## TASK OBJECTIVE
Copy exactly, please, the lines of the data from its start through the line containing "assert_eq!(checklist.unresolved, Some(1));".

## RECORDS SUPPLIED
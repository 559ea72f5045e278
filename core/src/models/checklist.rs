use serde::{Deserialize, Serialize};
use serde_json::Value;

use super::lenient;
use super::user::User;

#[derive(Debug, Clone, Default, PartialEq, Serialize, Deserialize)]
pub struct ChecklistItem {
    #[serde(default, deserialize_with = "lenient::string")]
    pub id: Option<String>,
    pub name: Option<String>,
    #[serde(default, deserialize_with = "lenient::integer")]
    pub orderindex: Option<i64>,
    pub assignee: Option<User>,
    pub resolved: Option<bool>,
    pub parent: Option<String>,
    #[serde(default, deserialize_with = "lenient::string")]
    pub date_created: Option<String>,
    #[serde(default)]
    pub children: Vec<Value>,
}

#[derive(Debug, Clone, Default, PartialEq, Serialize, Deserialize)]
pub struct Checklist {
    #[serde(default, deserialize_with = "lenient::string")]
    pub id: Option<String>,
    pub task_id: Option<String>,
    pub name: Option<String>,
    #[serde(default, deserialize_with = "lenient::integer")]
    pub orderindex: Option<i64>,
    #[serde(default, deserialize_with = "lenient::integer")]
    pub resolved: Option<i64>,
    #[serde(default, deserialize_with = "lenient::integer")]
    pub unresolved: Option<i64>,
    #[serde(default)]
    pub items: Vec<ChecklistItem>,
}

#[cfg(test)]
mod tests {
    use super::*;
    use serde_json::json;

    #[test]
    fn checklist_with_items() {
        let checklist: Checklist = serde_json::from_value(json!({
            "id": "b955c4dc",
            "task_id": "9hz",
            "name": "Checklist",
            "orderindex": 0,
            "resolved": 0,
            "unresolved": 1,
            "items": [{"id": "21e08dc8", "name": "Checklist Item", "orderindex": 0, "assignee": null, "resolved": false}]
        }))
        .unwrap();
        assert_eq!(checklist.unresolved, Some(1));
        assert_eq!(checklist.items[0].name.as_deref(), Some("Checklist Item"));
        assert_eq!(checklist.items[0].resolved, Some(false));
    }
}
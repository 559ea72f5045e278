use serde::de::{self, Deserializer};
use serde::{Deserialize, Serialize};
use serde_json::Value;

use super::lenient;

/// Board, list, calendar and other task views.
#[derive(Debug, Clone, Default, PartialEq, Serialize, Deserialize)]
pub struct StandardView {
    #[serde(default, deserialize_with = "lenient::string")]
    pub id: Option<String>,
    pub name: Option<String>,
    #[serde(rename = "type")]
    pub kind: Option<String>,
    pub parent: Option<Value>,
    pub grouping: Option<Value>,
    pub divide: Option<Value>,
    pub sorting: Option<Value>,
    pub filters: Option<Value>,
    pub columns: Option<Value>,
    pub team_sidebar: Option<Value>,
    pub settings: Option<Value>,
}

/// Chat view, which carries comments instead of task layout settings.
#[derive(Debug, Clone, Default, PartialEq, Serialize, Deserialize)]
pub struct ConversationView {
    #[serde(default, deserialize_with = "lenient::string")]
    pub id: Option<String>,
    pub name: Option<String>,
    #[serde(rename = "type")]
    pub kind: Option<String>,
    pub parent: Option<Value>,
    #[serde(default, deserialize_with = "lenient::string")]
    pub date_created: Option<String>,
    #[serde(default, deserialize_with = "lenient::string")]
    pub creator: Option<String>,
    pub visibility: Option<String>,
    pub protected: Option<bool>,
    pub protected_note: Option<String>,
    #[serde(default, deserialize_with = "lenient::string")]
    pub protected_by: Option<String>,
    #[serde(default, deserialize_with = "lenient::integer")]
    pub orderindex: Option<i64>,
}

/// A list view, discriminated by its `type` field.
#[derive(Debug, Clone, PartialEq, Serialize)]
#[serde(untagged)]
pub enum View {
    Conversation(ConversationView),
    Standard(StandardView),
}

impl View {
    pub fn id(&self) -> Option<&str> {
        match self {
            View::Conversation(view) => view.id.as_deref(),
            View::Standard(view) => view.id.as_deref(),
        }
    }

    pub fn name(&self) -> Option<&str> {
        match self {
            View::Conversation(view) => view.name.as_deref(),
            View::Standard(view) => view.name.as_deref(),
        }
    }
}

impl<'de> Deserialize<'de> for View {
    fn deserialize<D>(deserializer: D) -> Result<Self, D::Error>
    where
        D: Deserializer<'de>,
    {
        let value = Value::deserialize(deserializer)?;
        let conversation = value.get("type").and_then(Value::as_str) == Some("conversation");
        if conversation {
            ConversationView::deserialize(value)
                .map(View::Conversation)
                .map_err(de::Error::custom)
        } else {
            StandardView::deserialize(value).map(View::Standard).map_err(de::Error::custom)
        }
    }
}
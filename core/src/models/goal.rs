use serde::{Deserialize, Serialize};
use serde_json::Value;

use super::lenient;
use super::user::User;

#[derive(Debug, Clone, Default, PartialEq, Serialize, Deserialize)]
pub struct Goal {
    pub id: Option<String>,
    pub name: Option<String>,
    #[serde(default, deserialize_with = "lenient::string")]
    pub team_id: Option<String>,
    #[serde(default, deserialize_with = "lenient::string")]
    pub date_created: Option<String>,
    #[serde(default, deserialize_with = "lenient::string")]
    pub start_date: Option<String>,
    #[serde(default, deserialize_with = "lenient::string")]
    pub due_date: Option<String>,
    pub description: Option<String>,
    pub private: Option<bool>,
    pub archived: Option<bool>,
    #[serde(default, deserialize_with = "lenient::string")]
    pub creator: Option<String>,
    pub color: Option<String>,
    #[serde(default, deserialize_with = "lenient::string")]
    pub pretty_id: Option<String>,
    pub multiple_owners: Option<bool>,
    pub folder_id: Option<String>,
    #[serde(default)]
    pub members: Vec<User>,
    #[serde(default)]
    pub owners: Vec<User>,
    #[serde(default)]
    pub key_results: Vec<Value>,
    #[serde(default, deserialize_with = "lenient::integer")]
    pub percent_completed: Option<i64>,
    pub pretty_url: Option<String>,
}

## THE COMPLETED TASK
repository 559ea72f5045e278
filename core/src/models/checklist.rs
use serde::{Deserialize, Serialize};
use serde_json::Value;

use super::lenient;
use super::user::User;

#[derive(Debug, Clone, Default, PartialEq, Serialize, Deserialize)]
pub struct ChecklistItem {
    #[serde(default, deserialize_with = "lenient::string")]
    pub id: Option<String>,
    pub name: Option<String>,
    #[serde(default, deserialize_with = "lenient::integer")]
    pub orderindex: Option<i64>,
    pub assignee: Option<User>,
    pub resolved: Option<bool>,
    pub parent: Option<String>,
    #[serde(default, deserialize_with = "lenient::string")]
    pub date_created: Option<String>,
    #[serde(default)]
    pub children: Vec<Value>,
}

#[derive(Debug, Clone, Default, PartialEq, Serialize, Deserialize)]
pub struct Checklist {
    #[serde(default, deserialize_with = "lenient::string")]
    pub id: Option<String>,
    pub task_id: Option<String>,
    pub name: Option<String>,
    #[serde(default, deserialize_with = "lenient::integer")]
    pub orderindex: Option<i64>,
    #[serde(default, deserialize_with = "lenient::integer")]
    pub resolved: Option<i64>,
    #[serde(default, deserialize_with = "lenient::integer")]
    pub unresolved: Option<i64>,
    #[serde(default)]
    pub items: Vec<ChecklistItem>,
}

#[cfg(test)]
mod tests {
    use super::*;
    use serde_json::json;

    #[test]
    fn checklist_with_items() {
        let checklist: Checklist = serde_json::from_value(json!({
            "id": "b955c4dc",
            "task_id": "9hz",
            "name": "Checklist",
            "orderindex": 0,
            "resolved": 0,
            "unresolved": 1,
            "items": [{"id": "21e08dc8", "name": "Checklist Item", "orderindex": 0, "assignee": null, "resolved": false}]
        }))
        .unwrap();
        assert_eq!(checklist.unresolved, Some(1));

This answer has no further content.